In a recent academic paper, professors Marshall Burke, Solomon Hsiang and Edward Miguel of the University of California at Berkeley note that countries with generally cooler weather than the global average, as in northern Europe, have achieved higher than average economic growth when their temperatures were warmer than average. They say that cold northern nations will grow in GDP (gross domestic product) terms and hotter ones will falter. Their findings are substantiated to 2100 (the end of the COP 21 planning horizon).
There are many ramifications to these findings and all will be aired in Paris. Convoluted discussions will be held between those who understand the science and those not so well informed.
Over recent years the UN/IPCC (Intergovernmental Panel on Climate Change) has presented many scenarios describing the effects of increasing global temperatures, and how individuals might respond. We have a limited natural control over our bodies, and we cannot control the effect of the weather which is predicted to become more extreme. Richer northern climes might have to cope with ever more economic migrants from hotter areas where it just does not make economic sense to battle against nature. There will come a time when local mitigation costs become prohibitive and migration is the best option.
Interestingly the same academics note other effects of climatic stress – that is warmer temperatures or more extreme rainfall increases social tensions and conflicts. These will cut into everyone’s profits but the results fall asymmetrically upon the poor, making them poorer. These poor will wish to migrate.

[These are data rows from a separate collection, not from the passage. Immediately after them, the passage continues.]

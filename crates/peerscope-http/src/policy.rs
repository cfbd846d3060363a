use std::time::Duration;

/// Delay schedule applied between rate-limited attempts.
#[derive(Debug, Clone, Copy, PartialEq, Eq)]
pub enum Backoff {
    /// The same delay before every retry.
    Fixed(Duration),
    /// `base × 2^retry`, where `retry` counts retries already made (0-based).
    Exponential { base: Duration },
}

impl Backoff {
    /// Delay before the retry following `retries_so_far` earlier retries.
    #[must_use]
    pub fn delay(&self, retries_so_far: u32) -> Duration {
        match *self {
            Backoff::Fixed(delay) => delay,
            Backoff::Exponential { base } => {
                base.saturating_mul(1u32 << retries_so_far.min(16))
            }
        }
    }
}

/// How an [`crate::ExternalCallClient`] reacts to transient failures.
#[derive(Debug, Clone, Copy, PartialEq, Eq)]
pub struct RetryPolicy {
    /// Retries after the first attempt; total attempts are `max_retries + 1`.
    pub max_retries: u32,
    /// Delay schedule for HTTP 429.
    pub rate_limit_backoff: Backoff,
    /// Fixed delay before retrying a timed-out request.
    pub timeout_delay: Duration,
    /// Pause after every successful call, for APIs with a hard per-second quota.
    pub courtesy_delay: Option<Duration>,
}

impl Default for RetryPolicy {
    fn default() -> Self {
        Self {
            max_retries: 3,
            rate_limit_backoff: Backoff::Exponential {
                base: Duration::from_secs(1),
            },
            timeout_delay: Duration::from_secs(2),
            courtesy_delay: None,
        }
    }
}

impl RetryPolicy {
    /// A policy with no delays at all, for tests.
    #[must_use]
    pub fn immediate(max_retries: u32) -> Self {
        Self {
            max_retries,
            rate_limit_backoff: Backoff::Fixed(Duration::ZERO),
            timeout_delay: Duration::ZERO,
            courtesy_delay: None,
        }
    }
}

#[cfg(test)]
mod tests {
    use super::*;

    #[test]
    fn exponential_backoff_doubles_from_base() {
        let backoff = Backoff::Exponential {
            base: Duration::from_secs(1),
        };
        assert_eq!(backoff.delay(0), Duration::from_secs(1));
        assert_eq!(backoff.delay(1), Duration::from_secs(2));
        assert_eq!(backoff.delay(2), Duration::from_secs(4));
    }

    #[test]
    fn exponential_backoff_saturates() {
        let backoff = Backoff::Exponential {
            base: Duration::from_secs(u64::MAX / 2),
        };
        assert_eq!(backoff.delay(40), Duration::MAX);
    }

    #[test]
    fn fixed_backoff_is_constant() {
        let backoff = Backoff::Fixed(Duration::from_secs(10));
        assert_eq!(backoff.delay(0), backoff.delay(3));
    }
}
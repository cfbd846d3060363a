//! Wire types for twitterapi.io responses.
//!
//! Fields default when absent; the API omits zero counters on some accounts.

use serde::Deserialize;

#[derive(Debug, Deserialize)]
pub(crate) struct UserInfoResponse {
    #[serde(default)]
    pub data: Option<ApiUser>,
}

#[derive(Debug, Deserialize)]
#[serde(rename_all = "camelCase")]
pub(crate) struct ApiUser {
    #[serde(default)]
    pub id: Option<String>,
    #[serde(default)]
    pub user_name: Option<String>,
    #[serde(default)]
    pub name: Option<String>,
    #[serde(default)]
    pub description: Option<String>,
    #[serde(default)]
    pub profile_picture: Option<String>,
    #[serde(default)]
    pub followers: u64,
    #[serde(default)]
    pub following: u64,
    #[serde(default)]
    pub statuses_count: u64,
}

#[derive(Debug, Deserialize)]
pub(crate) struct LastTweetsResponse {
    #[serde(default)]
    pub data: Option<LastTweetsData>,
}

#[derive(Debug, Deserialize)]
pub(crate) struct LastTweetsData {
    #[serde(default)]
    pub tweets: Option<Vec<ApiTweet>>,
}

#[derive(Debug, Deserialize)]
#[serde(rename_all = "camelCase")]
pub(crate) struct ApiTweet {
    #[serde(default)]
    pub id: Option<String>,
    #[serde(default)]
    pub text: String,
    #[serde(default)]
    pub created_at: Option<String>,
    #[serde(default, rename = "type")]
    pub kind: Option<String>,
    #[serde(default, rename = "retweeted_tweet")]
    pub retweeted_tweet: Option<serde_json::Value>,
    #[serde(default)]
    pub is_reply: bool,
    #[serde(default)]
    pub like_count: u64,
    #[serde(default)]
    pub retweet_count: u64,
    #[serde(default)]
    pub reply_count: u64,
    #[serde(default)]
    pub quote_count: u64,
    #[serde(default)]
    pub view_count: Option<u64>,
}

impl ApiTweet {
    /// Retweets and replies are not the author's original content.
    pub fn is_original(&self) -> bool {
        let is_retweet = self.kind.as_deref() == Some("retweet")
            || self.retweeted_tweet.as_ref().is_some_and(|v| !v.is_null());
        !is_retweet && !self.is_reply
    }
}
//! Tracked-account command handlers.

use clap::Subcommand;
use peerscope_core::Handle;
use peerscope_engine::AnalysisStore;

/// Sub-commands available under `user`.
#[derive(Debug, Subcommand)]
pub enum UserCommands {
    /// Register an account handle (idempotent)
    Add {
        /// Account handle, with or without the leading `@`
        #[arg(long)]
        handle: String,
    },
    /// Show a user and their latest analysis
    Show {
        /// User id
        #[arg(long)]
        id: i64,
    },
}

/// # Errors
///
/// Returns an error if the handle is empty or the insert fails.
pub(crate) async fn run_user_add(store: &dyn AnalysisStore, raw_handle: &str) -> anyhow::Result<()> {
    let handle = Handle::parse(raw_handle)?;
    let user = store.upsert_user(&handle, None).await?;
    println!("user {} -> id {}", user.handle.display_name(), user.id);
    Ok(())
}

/// # Errors
///
/// Returns an error if the user does not exist or a query fails.
pub(crate) async fn run_user_show(store: &dyn AnalysisStore, id: i64) -> anyhow::Result<()> {
    let user = store
        .get_user(id)
        .await?
        .ok_or_else(|| anyhow::anyhow!("user {id} not found"))?;

    println!("{:<18}{}", "HANDLE", user.handle.display_name());
    println!("{:<18}{}", "CREATED", user.created_at.format("%Y-%m-%d %H:%M"));
    println!(
        "{:<18}{}",
        "LAST ANALYSIS",
        user.last_analysis_at
            .map_or_else(|| "never".to_string(), |at| at.format("%Y-%m-%d %H:%M").to_string())
    );

    if let Some(analysis) = store.latest_analysis(id).await? {
        println!("{:<18}{:.1}", "GROWTH SCORE", analysis.growth_score);
        println!("{:<18}{}", "PEER SOURCE", analysis.peer_source);
        println!("{:<18}{}", "PEERS", analysis.peer_handles.join(", "));
    }
    Ok(())
}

The perception of a nation being rich will be an attractor to a poor person, so migrating to the US, Europe or China will become a goal. We will hear in COP 21the US and Europe described by developing nations as historically polluting nations and these richer nations should now do their utmost to give even greater economic support to developing nations. This will leave China on the fence – perceived as a rich nation and a migration target, while its negotiators will attempt to derive benefits accruing to a developing nation.
An accepted precondition for economic growth is having sufficient energy. The Philippines wishes to install 24 new coal-fired power stations – they need more electricity 24/7 to boost their economy and they know that wind and solar energy have technological drawbacks even though they are non-polluting.
These new power stations, even into the future, are unlikely to capture much of the green-house gas and carbon dioxide, as the sequestration technology is unproven at scale. Ironically the Philippines will contribute further to the global temperature rise: Yet, as they are in a “hot” geographic location, their future economic condition is predicted to worsen long term even with a greater supply of electrical energy.
A similar issue arises in Bangladesh. They have installed a large base of solar panels, greatly improving rural life and productivity. But again, to guarantee electricity supplies 24/7 they are installing new coal-fired generators. India too, soon to become the world’s most populous nation, will demand at COP 21 that it be allowed to further develop its coal-fired electricity generation so that it may continue to develop economically. These nations might argue for their short-term solution in COP 21, but what would be the long-term impact?
While the world’s two largest polluters, the US and China, are in the colder northern regions and according to the academics will grow strongly into the future, what might derail COP 21 may be arguments promoted by an alliance of climatically warmer and economically poorer developing nations.
The writer is founder and chairman of Horasis, a global visions community.